NOUVELLEAKS par Slobodan Despot

NOMMONS LES SPECTRES

1933, c’est le chiffre clef de nos laveurs de cerveaux! C’est l’horizon indépassable de leur analyse politique, c’est le résultat chiffré de tous leurs décryptages, et c’est même leur indice de quotient intellectuel (si l’on n’oublie pas de mettre une virgule au milieu).
Bon. Poil de Carotte a été élu président des Etats-Unis non par une majorité populaire, mais par une majorité de grands électeurs. C’est l’Amérique. Nous n’y comprenons pas grand-chose. Mais nous avons fait mine, depuis le début de la campagne, de tout comprendre et de tout savoir.
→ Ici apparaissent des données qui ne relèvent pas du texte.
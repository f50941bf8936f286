//! Postgres ledger tests. Run with `DATABASE_URL` set and `--ignored`.

mod helpers;

use helpers::*;
use sqlx::{PgPool, Row};
use std::sync::Arc;
use std::time::Duration;
use wager_engine::ledger::{LedgerStore, LedgerTx};
use wager_engine::models::*;
use wager_engine::{AppError, LedgerError, StakeCalculator, WagerEngine, WagerItem};

// ============================================================================
// Migration Tests
// ============================================================================

#[sqlx::test]
#[ignore = "requires DATABASE_URL"]
async fn test_migrations_ran(pool: PgPool) {
    for table in ["users", "events", "bet_options", "bets"] {
        let exists: bool = sqlx::query(
            "SELECT EXISTS (SELECT FROM information_schema.tables WHERE table_name = $1)",
        )
        .bind(table)
        .fetch_one(&pool)
        .await
        .unwrap()
        .get(0);
        assert!(exists, "Table {} should exist", table);
    }
}

// ============================================================================
// Ledger Transaction Tests
// ============================================================================

#[sqlx::test]
#[ignore = "requires DATABASE_URL"]
async fn test_dropped_transaction_rolls_back(pool: PgPool) {
    let db = TestDatabase::from_pool(pool).await;
    db.cleanup().await;
    let user = db.create_user(500).await;

    {
        let mut tx = db.ledger.begin().await.unwrap();
        tx.update_user_balance(user.id, 1, 0).await.unwrap();
    }

    assert_eq!(db.balance(user.id).await, 500);
}

#[sqlx::test]
#[ignore = "requires DATABASE_URL"]
async fn test_bet_upsert_keeps_frozen_fields(pool: PgPool) {
    let db = TestDatabase::from_pool(pool).await;
    db.cleanup().await;
    let user = db.create_user(500).await;
    let event = db.create_event().await;
    let option = db.create_option(event.id, "offer").await;

    let mut bet = Bet::new(user.id, event.id, option.id, BetSide::Against, 40, dec("2.25"))
        .with_placement_key(Some("k".to_string()));
    let mut tx = db.ledger.begin().await.unwrap();
    tx.upsert_bet(&bet).await.unwrap();
    bet.status = BetStatus::Won;
    bet.amount = 9_999;
    tx.upsert_bet(&bet).await.unwrap();
    tx.commit().await.unwrap();

    let stored = db.ledger.find_bets_for_event(event.id).await.unwrap();
    assert_eq!(stored.len(), 1);
    assert_eq!(stored[0].amount, 40);
    assert_eq!(stored[0].status, BetStatus::Won);
    assert_eq!(stored[0].locked_multiplier, dec("2.25"));
    assert_eq!(stored[0].placement_key.as_deref(), Some("k"));
    assert_eq!(db.ledger.total_wagered_on_option(option.id).await.unwrap(), 40);
}

#[sqlx::test]
#[ignore = "requires DATABASE_URL"]
async fn test_claim_event_fails_fast_when_locked(pool: PgPool) {
    let db = TestDatabase::from_pool(pool).await;
    db.cleanup().await;
    let event = db.create_event().await;

    let mut holder = db.ledger.begin().await.unwrap();
    holder.get_event(event.id).await.unwrap();

    let mut contender = db.ledger.begin().await.unwrap();
    let err = contender.claim_event(event.id).await.unwrap_err();
    assert!(matches!(err, LedgerError::Contended(_)));
    drop(contender);

    let engine = WagerEngine::new(Arc::new(db.ledger.clone()), StakeCalculator::default());
    let err = engine.settle(event.id, &[]).await.unwrap_err();
    assert!(matches!(err, AppError::InvalidStateTransition(_)));

    drop(holder);
    engine.settle(event.id, &[]).await.unwrap();
}

#[sqlx::test]
#[ignore = "requires DATABASE_URL"]
async fn test_placements_share_the_event_lock(pool: PgPool) {
    let db = TestDatabase::from_pool(pool).await;
    db.cleanup().await;
    let event = db.create_event().await;
    let option = db.create_option(event.id, "offer").await;
    let user = db.create_user(500).await;

    // An open placement holds the event row
    let mut holder = db.ledger.begin().await.unwrap();
    holder.get_event(event.id).await.unwrap();

    let engine = WagerEngine::new(Arc::new(db.ledger.clone()), StakeCalculator::default());
    let wagers = [wager(&event, &option, BetSide::For, 100)];
    let placement = engine.place_bets(user.id, &wagers, None);
    let receipt = tokio::time::timeout(Duration::from_secs(5), placement)
        .await
        .expect("placement should not wait on another placement")
        .unwrap();
    assert_eq!(receipt.new_balance, 400);

    // Settlement still cannot take the row while a placement holds it
    let err = engine.settle(event.id, &[option.id]).await.unwrap_err();
    assert!(matches!(err, AppError::InvalidStateTransition(_)));
    assert!(err.is_retryable());

    drop(holder);
    engine.settle(event.id, &[option.id]).await.unwrap();
    assert_eq!(db.balance(user.id).await, 600);
}

#[sqlx::test]
#[ignore = "requires DATABASE_URL"]
async fn test_publish_ignores_older_versions(pool: PgPool) {
    let db = TestDatabase::from_pool(pool).await;
    db.cleanup().await;
    let event = db.create_event().await;
    let option = db.create_option(event.id, "offer").await;

    db.ledger
        .publish_multipliers(option.id, MultiplierPair::new(dec("1.80"), dec("2.20")), 3)
        .await
        .unwrap();
    db.ledger
        .publish_multipliers(option.id, MultiplierPair::neutral(dec("5.00")), 2)
        .await
        .unwrap();

    let stored = db.ledger.get_option(option.id).await.unwrap().unwrap();
    assert_eq!(stored.multiplier_version, 3);
    assert_eq!(stored.multipliers, MultiplierPair::new(dec("1.80"), dec("2.20")));
    assert_eq!(db.ledger.active_option_ids().await.unwrap(), vec![option.id]);
}

// ============================================================================
// Engine over Postgres
// ============================================================================

#[sqlx::test]
#[ignore = "requires DATABASE_URL"]
async fn test_place_settle_resettle_flow(pool: PgPool) {
    let db = TestDatabase::from_pool(pool).await;
    db.cleanup().await;
    let user = db.create_user(1000).await;
    let event = db.create_event().await;
    let option = db.create_option(event.id, "offer").await;
    db.ledger
        .publish_multipliers(option.id, MultiplierPair::new(dec("1.50"), dec("2.50")), 1)
        .await
        .unwrap();

    let engine = WagerEngine::new(Arc::new(db.ledger.clone()), StakeCalculator::default());
    let item = WagerItem {
        event_id: event.id,
        option_id: option.id,
        side: BetSide::For,
        amount: 200,
    };

    let receipt = engine.place_bets(user.id, &[item.clone()], Some("once")).await.unwrap();
    assert_eq!(receipt.bets[0].locked_multiplier, dec("1.50"));
    let replay = engine.place_bets(user.id, &[item], Some("once")).await.unwrap();
    assert!(replay.replayed);
    assert_eq!(db.balance(user.id).await, 800);

    engine.settle(event.id, &[option.id]).await.unwrap();
    assert_eq!(db.balance(user.id).await, 1100);

    engine.resettle(event.id, &[]).await.unwrap();
    assert_eq!(db.balance(user.id).await, 800);

    let bets = db.ledger.find_bets_for_event(event.id).await.unwrap();
    assert_eq!(bets[0].status, BetStatus::Lost);
    assert!(db.ledger.active_option_ids().await.unwrap().is_empty());
}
Effondrements et malédictions

Ainsi cet ambassadeur de France, Son Excellence Gérard Araud. Il a commencé par insulter le candidat Trump. Il pouvait se permettre toutes les désinvoltures, estimant qu’il n’avait pas la moindre chance d’être élu. Il en était même certain, car il lisait les grands journaux et regardait les nouvelles. Il s’informait de source sûre, comme tout bon diplomate. Mais les sources sûres l’ont toutes trompé, toutes jusqu’à la dernière.
Et donc, le 9 novembre, patatras! Son Excellence est terrassé, anéanti!
«Après le Brexit et cette élection, tout est désormais possible. Un monde s’effondre devant nos yeux. Un vertige» se lamente-t-il sur son Twitter.
Encore un qui n’a plus de frein dans son smartphone. Comme Donald Trump. Mais Trump, il a le droit. C’est un brasseur de casinos, un homme de cirque, un énergumène d’après ce que nous en dit la presse. Il n’est pas tenu ni formé à la retenue, à la réserve et à la correction comme l’ambassadeur Araud.
Son lointain prédécesseur Paul Claudel, sur le paquebot qui le menait en Amérique, s’inquiétait de l’instantanéité du télégraphe. Cette précipitation allait mettre sous pression toute la diplomatie, conduire à des décisions irréfléchies, funestes, écrivait-il. Il pensait même que le télégraphe et le téléphone rendaient les ambassades obsolètes.
Monsieur Araud, presqu’un siècle plus tard, lui donne mille fois raison. En particulier sur l’obsolescence des ambassades. Comme le dit André Bercoff, Araud est «à inscrire d’urgence aux dîners de cons». Il ne fait que compliquer la position déjà délicate de son président fantoche, qui n’avait prévu de félicitations que pour Mme Clinton. Cet homme est dangereux. Il y a des mois que son ministre aurait dû lui interdire tout accès aux réseaux sociaux. Car avec ce message, peut-être son ultime tweet ès-fonctions, il a commis la gaffe absolue pour un diplomate: il a dit la vérité!
La vérité, oui, et toute nue! Après le Brexit et cette élection, tout est désormais possible. Que le Brexit soit annulé, que M. Trump ne tienne pas ses promesses, cela ne change rien dans le fond. On a planté l’aiguille dans la baudruche. Quand vous crevez une baudruche, vous savez qu’elle va s’envoler en sifflant, mais vous ne pouvez jamais prédire où elle va atterrir. Tout est possible, y compris que les dindons rengorgés qui sont les piliers du système actuel passent à la trappe comme des mannequins passés de saison.
Un monde s’effondre devant nos yeux. Oui, et il s’effondre sur ses bases mêmes, sur cette Amérique qui donnait depuis 1945 le bon ton global en matière de pensée et de comportement. Or voilà qu’elle-même s’encanaille. Voilà que des armées de globalistes dociles, en France, en Allemagne, en Suisse, en Belgique, vont se retrouver perdus dans l’espace glacé, tous liens coupés avec la base, comme Matt Damon dans Seul sur Mars. Ou bien pas. Tout est possible. La seule chose de sûre désormais, c’est l’incertitude dont ils ont horreur. Le vertige, en somme, comme dit son excellence!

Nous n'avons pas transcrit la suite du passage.